═══ Records for this task

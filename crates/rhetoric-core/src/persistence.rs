// ─────────────────────────────────────────────────────────────────────
// Director-Class AI — Adjustment Persistence
// ─────────────────────────────────────────────────────────────────────
//! Durable storage for adjustment records, off the hot path.
//!
//! The calibrator never waits on disk: writes are queued to a
//! background thread and failures are logged, not returned. The
//! in-memory store stays authoritative for the process lifetime.

use std::fs;
use std::path::{Path, PathBuf};
use std::sync::mpsc::{self, Receiver, Sender};
use std::sync::Arc;
use std::thread::JoinHandle;
use std::time::Duration;

use parking_lot::Mutex;

use rhetoric_types::{AdjustmentRecord, GuardError, GuardResult};

/// Trait for durable key-value backends keyed by pattern id.
pub trait PersistenceBackend: Send + Sync {
    fn save(&self, record: &AdjustmentRecord) -> GuardResult<()>;
    fn remove(&self, pattern_id: &str) -> GuardResult<()>;
    fn load_all(&self) -> GuardResult<Vec<AdjustmentRecord>>;
}

/// One pretty-printed JSON file per pattern id.
pub struct JsonFilePersistence {
    dir: PathBuf,
}

impl JsonFilePersistence {
    /// Open (creating if needed) the storage directory.
    pub fn open(dir: impl Into<PathBuf>) -> GuardResult<Self> {
        let dir = dir.into();
        fs::create_dir_all(&dir).map_err(|e| {
            GuardError::Persistence(format!("cannot create {}: {e}", dir.display()))
        })?;
        Ok(Self { dir })
    }

    pub fn dir(&self) -> &Path {
        &self.dir
    }

    fn path_for(&self, pattern_id: &str) -> PathBuf {
        self.dir.join(format!("{}.json", encode_file_stem(pattern_id)))
    }
}

/// Injective file-name encoding: `[A-Za-z0-9_-]` pass through, every
/// other byte becomes `%XX`.
fn encode_file_stem(pattern_id: &str) -> String {
    let mut out = String::with_capacity(pattern_id.len());
    for b in pattern_id.bytes() {
        if b.is_ascii_alphanumeric() || b == b'-' || b == b'_' {
            out.push(b as char);
        } else {
            out.push_str(&format!("%{b:02X}"));
        }
    }
    out
}

impl PersistenceBackend for JsonFilePersistence {
    fn save(&self, record: &AdjustmentRecord) -> GuardResult<()> {
        let path = self.path_for(record.pattern_id());
        let tmp = path.with_extension("json.tmp");
        let json = serde_json::to_vec_pretty(record)
            .map_err(|e| GuardError::Persistence(format!("serialize: {e}")))?;
        fs::write(&tmp, json)?;
        fs::rename(&tmp, &path)?;
        Ok(())
    }

    fn remove(&self, pattern_id: &str) -> GuardResult<()> {
        match fs::remove_file(self.path_for(pattern_id)) {
            Ok(()) => Ok(()),
            Err(e) if e.kind() == std::io::ErrorKind::NotFound => Ok(()),
            Err(e) => Err(e.into()),
        }
    }

    fn load_all(&self) -> GuardResult<Vec<AdjustmentRecord>> {
        let mut records = Vec::new();
        for entry in fs::read_dir(&self.dir)? {
            let path = entry?.path();
            if path.extension().and_then(|e| e.to_str()) != Some("json") {
                continue;
            }
            let bytes = fs::read(&path)?;
            match serde_json::from_slice::<AdjustmentRecord>(&bytes) {
                Ok(r) => records.push(r),
                Err(e) => log::warn!("Skipping unreadable record {}: {e}", path.display()),
            }
        }
        records.sort_by(|a, b| a.pattern_id().cmp(b.pattern_id()));
        Ok(records)
    }
}

enum PersistOp {
    Save(AdjustmentRecord),
    Remove(String),
    Flush(Sender<()>),
}

/// Fire-and-forget writer thread in front of a backend.
pub struct PersistenceWriter {
    sender: Mutex<Option<Sender<PersistOp>>>,
    handle: Mutex<Option<JoinHandle<()>>>,
}

impl PersistenceWriter {
    pub fn spawn(backend: Arc<dyn PersistenceBackend>) -> GuardResult<Self> {
        let (tx, rx) = mpsc::channel();
        let handle = std::thread::Builder::new()
            .name("rhetoric-persist".to_string())
            .spawn(move || writer_loop(backend, rx))
            .map_err(|e| GuardError::Persistence(format!("cannot spawn writer: {e}")))?;
        Ok(Self {
            sender: Mutex::new(Some(tx)),
            handle: Mutex::new(Some(handle)),
        })
    }

    fn send(&self, op: PersistOp) -> bool {
        let sender = self.sender.lock();
        match sender.as_ref() {
            Some(tx) => tx.send(op).is_ok(),
            None => false,
        }
    }

    pub fn save(&self, record: AdjustmentRecord) {
        let id = record.pattern_id().to_string();
        if !self.send(PersistOp::Save(record)) {
            log::error!("Persistence writer gone; record '{id}' kept in memory only");
        }
    }

    pub fn remove(&self, pattern_id: &str) {
        if !self.send(PersistOp::Remove(pattern_id.to_string())) {
            log::error!("Persistence writer gone; removal of '{pattern_id}' not persisted");
        }
    }

    /// Block until every queued write has been attempted, or `timeout`
    /// elapses. Returns false on timeout or a dead writer.
    pub fn flush(&self, timeout: Duration) -> bool {
        let (ack_tx, ack_rx) = mpsc::channel();
        if !self.send(PersistOp::Flush(ack_tx)) {
            return false;
        }
        ack_rx.recv_timeout(timeout).is_ok()
    }
}

impl Drop for PersistenceWriter {
    fn drop(&mut self) {
        // Closing the channel lets the loop drain and exit.
        self.sender.lock().take();
        if let Some(handle) = self.handle.lock().take() {
            if handle.join().is_err() {
                log::error!("Persistence writer thread panicked");
            }
        }
    }
}

fn writer_loop(backend: Arc<dyn PersistenceBackend>, rx: Receiver<PersistOp>) {
    for op in rx {
        match op {
            PersistOp::Save(record) => {
                if let Err(e) = backend.save(&record) {
                    log::error!("Failed to persist '{}': {e}", record.pattern_id());
                }
            }
            PersistOp::Remove(id) => {
                if let Err(e) = backend.remove(&id) {
                    log::error!("Failed to remove persisted '{id}': {e}");
                }
            }
            PersistOp::Flush(ack) => {
                let _ = ack.send(());
            }
        }
    }
}

#[cfg(test)]
mod tests {
    use super::*;

    fn record(id: &str, delta: f64) -> AdjustmentRecord {
        let mut r = AdjustmentRecord::new(id);
        r.apply_delta(delta, 0.3);
        r
    }

    #[test]
    fn test_save_and_load() {
        let dir = tempfile::tempdir().unwrap();
        let backend = JsonFilePersistence::open(dir.path()).unwrap();
        backend.save(&record("urgency-deadline", -0.1)).unwrap();
        backend.save(&record("a/b", 0.05)).unwrap();
        let loaded = backend.load_all().unwrap();
        assert_eq!(loaded.len(), 2);
        assert_eq!(loaded[0].pattern_id(), "a/b");
        assert!((loaded[1].adjustment_factor() + 0.1).abs() < 1e-12);
    }

    #[test]
    fn test_distinct_ids_never_share_a_file() {
        let dir = tempfile::tempdir().unwrap();
        let backend = JsonFilePersistence::open(dir.path()).unwrap();
        backend.save(&record("a/b", 0.1)).unwrap();
        backend.save(&record("a_b", -0.2)).unwrap();
        backend.save(&record("a%2Fb", 0.05)).unwrap();
        let loaded = backend.load_all().unwrap();
        let ids: Vec<&str> = loaded.iter().map(|r| r.pattern_id()).collect();
        assert_eq!(ids, vec!["a%2Fb", "a/b", "a_b"]);
        assert!((loaded[1].adjustment_factor() - 0.1).abs() < 1e-12);
        assert!((loaded[2].adjustment_factor() + 0.2).abs() < 1e-12);

        backend.remove("a/b").unwrap();
        let ids: Vec<String> = backend
            .load_all()
            .unwrap()
            .iter()
            .map(|r| r.pattern_id().to_string())
            .collect();
        assert_eq!(ids, vec!["a%2Fb".to_string(), "a_b".to_string()]);
    }

    #[test]
    fn test_file_stem_encoding() {
        assert_eq!(encode_file_stem("urgency-deadline"), "urgency-deadline");
        assert_eq!(encode_file_stem("a/b"), "a%2Fb");
        assert_eq!(encode_file_stem("a%2Fb"), "a%252Fb");
        assert_eq!(encode_file_stem("é"), "%C3%A9");
    }

    #[test]
    fn test_remove_missing_is_ok() {
        let dir = tempfile::tempdir().unwrap();
        let backend = JsonFilePersistence::open(dir.path()).unwrap();
        assert!(backend.remove("never-saved").is_ok());
    }

    #[test]
    fn test_load_skips_garbage() {
        let dir = tempfile::tempdir().unwrap();
        std::fs::write(dir.path().join("junk.json"), b"{oops").unwrap();
        std::fs::write(dir.path().join("notes.txt"), b"ignored").unwrap();
        let backend = JsonFilePersistence::open(dir.path()).unwrap();
        backend.save(&record("p", 0.05)).unwrap();
        assert_eq!(backend.load_all().unwrap().len(), 1);
    }

    #[test]
    fn test_writer_flush_persists() {
        let dir = tempfile::tempdir().unwrap();
        let backend = Arc::new(JsonFilePersistence::open(dir.path()).unwrap());
        let writer = PersistenceWriter::spawn(backend.clone()).unwrap();
        writer.save(record("p", 0.05));
        writer.save(record("q", -0.05));
        writer.remove("q");
        assert!(writer.flush(Duration::from_secs(5)));
        let loaded = backend.load_all().unwrap();
        assert_eq!(loaded.len(), 1);
        assert_eq!(loaded[0].pattern_id(), "p");
    }

    struct FailingBackend;

    impl PersistenceBackend for FailingBackend {
        fn save(&self, _record: &AdjustmentRecord) -> GuardResult<()> {
            Err(GuardError::Persistence("disk full".into()))
        }
        fn remove(&self, _pattern_id: &str) -> GuardResult<()> {
            Err(GuardError::Persistence("disk full".into()))
        }
        fn load_all(&self) -> GuardResult<Vec<AdjustmentRecord>> {
            Err(GuardError::Persistence("unavailable".into()))
        }
    }

    #[test]
    fn test_writer_survives_backend_failure() {
        let writer = PersistenceWriter::spawn(Arc::new(FailingBackend)).unwrap();
        writer.save(record("p", 0.05));
        assert!(writer.flush(Duration::from_secs(5)));
        writer.save(record("p", 0.1));
        assert!(writer.flush(Duration::from_secs(5)));
    }

    #[test]
    fn test_drop_drains_queue() {
        let dir = tempfile::tempdir().unwrap();
        let backend = Arc::new(JsonFilePersistence::open(dir.path()).unwrap());
        {
            let writer = PersistenceWriter::spawn(backend.clone()).unwrap();
            writer.save(record("p", 0.05));
        }
        assert_eq!(backend.load_all().unwrap().len(), 1);
    }
}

══════

> Assigned task: Reproduce exactly, and only, the part of the listing above that begins at the line with "Block until every" and goes on through the line with "fn drop(&mut self)".

> Exercise result:
    /// Block until every queued write has been attempted, or `timeout`
    /// elapses. Returns false on timeout or a dead writer.
    pub fn flush(&self, timeout: Duration) -> bool {
        let (ack_tx, ack_rx) = mpsc::channel();
        if !self.send(PersistOp::Flush(ack_tx)) {
            return false;
        }
        ack_rx.recv_timeout(timeout).is_ok()
    }
}

impl Drop for PersistenceWriter {
    fn drop(&mut self) {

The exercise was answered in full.